LEGISLAÇÃO

Projeto prevê prisão para divulgação de dados obtidos por interceptação ilegal

Proposta aprovada no Senado endurece punição para quem comercializa ou divulga informações obtidas de forma ilícita.

Publicado em 07/04/2026 às 17:22
Projeto prevê prisão para divulgação de dados obtidos por interceptação ilegal

A divulgação de dados obtidos de maneira ilegal por meio de interceptações telefônicas ou digitais poderá resultar em pena de reclusão de quatro a oito anos. É o que estabelece o Projeto de Lei nº 615/2021, aprovado nesta terça-feira (7) pela Comissão de Segurança Pública (CSP) do Senado.

De autoria da senadora Daniella Ribeiro (PP-PB), a proposta altera a Lei nº 9.296, de 1996, e segue agora para análise da Comissão de Constituição e Justiça (CCJ).

Segundo a senadora, informações obtidas de forma ilícita acabam, muitas vezes, sendo vendidas no mercado clandestino. Na justificativa do projeto, Daniella destaca que, embora a legislação já puna a interceptação ilegal de comunicações, a comercialização desses dados ainda não é tipificada como crime: “Na lei vigente, a ação dos atravessadores e ‘beneficiários’ da prática ilícita simplesmente não é crime.”

O relator da matéria, senador Eduardo Braga (MDB-AM), apresentou emenda que transforma essa conduta em qualificadora do crime de interceptação telefônica, cuja pena atual é de 2 a 4 anos de reclusão.

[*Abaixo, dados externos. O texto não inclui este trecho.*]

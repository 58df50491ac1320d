// SPDX-FileCopyrightText: 2026 Mesabot Contributors
// SPDX-License-Identifier: MIT OR Apache-2.0

//! Message router for the Mesabot assistant.
//!
//! The [`MessageRouter`] is the central coordinator that:
//! - Receives inbound messages from the chat transport
//! - Applies the ordered precedence rules per sender
//! - Routes handled intents to the ticket flow engine, everything else to
//!   the remote dialogue engine
//! - Simulates typing before each outbound reply
//! - Records conversation history and mirrors sessions best-effort
//!
//! Messages for distinct senders are handled concurrently; a per-sender
//! guard serializes handling for one sender. The only exception is the
//! greeting-in-progress drop, checked before queueing, so a duplicate
//! first message is dropped rather than queued behind the greeting call.

pub mod reconcile;

use std::sync::Arc;
use std::time::Duration;

use tokio_util::sync::CancellationToken;
use tracing::{debug, error, info, warn};

use mesabot_config::model::TransportConfig;
use mesabot_core::types::{DialogueReply, Direction, InboundMessage, Presence};
use mesabot_core::{
    ChatTransport, ConvState, Conversation, DialogueAdapter, Intent, MesabotError, StorageAdapter,
};
use mesabot_flow::TicketFlow;
use mesabot_session::SessionStore;

/// Apology sent by the outermost handler when message handling fails in a
/// way no rule anticipated.
const ROUTER_ERROR: &str =
    "⚠️ Disculpá, hubo un problema al procesar tu mensaje. Por favor, intentá nuevamente.";

/// Typing simulation parameters: each reply is delayed proportionally to
/// its length, clamped to a window, so replies read as typed rather than
/// instantaneous.
#[derive(Debug, Clone, Copy)]
pub struct TypingProfile {
    pub per_char_ms: u64,
    pub min_ms: u64,
    pub max_ms: u64,
}

impl TypingProfile {
    pub fn from_config(config: &TransportConfig) -> Self {
        Self {
            per_char_ms: config.typing_per_char_ms,
            min_ms: config.typing_min_ms,
            max_ms: config.typing_max_ms,
        }
    }

    /// Zero-delay profile for tests and the local shell.
    pub fn instant() -> Self {
        Self {
            per_char_ms: 0,
            min_ms: 0,
            max_ms: 0,
        }
    }

    fn delay_for(&self, text: &str) -> Duration {
        let chars = text.chars().count() as u64;
        let ms = chars
            .saturating_mul(self.per_char_ms)
            .max(self.min_ms)
            .min(self.max_ms);
        Duration::from_millis(ms)
    }
}

impl Default for TypingProfile {
    fn default() -> Self {
        Self::from_config(&TransportConfig::default())
    }
}

/// The message router. One instance serves every sender.
pub struct MessageRouter {
    transport: Arc<dyn ChatTransport>,
    dialogue: Arc<dyn DialogueAdapter>,
    flow: Arc<TicketFlow>,
    sessions: Arc<SessionStore>,
    storage: Option<Arc<dyn StorageAdapter>>,
    typing: TypingProfile,
}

“Propomos uma alteração (...) diante do dano que essa prática criminosa pode causar à vítima. A modificação transforma a inovação trazida pelo projeto em qualificadora do crime já existente, com o consequente aumento de pena”, destaca o parecer.

Com a nova redação, a pena sugerida passa a ser de reclusão de quatro a oito anos, além de multa, para quem adquirir, oferecer, negociar, comercializar ou participar, de qualquer forma, da divulgação ou disseminação de dados obtidos por interceptação ilegal.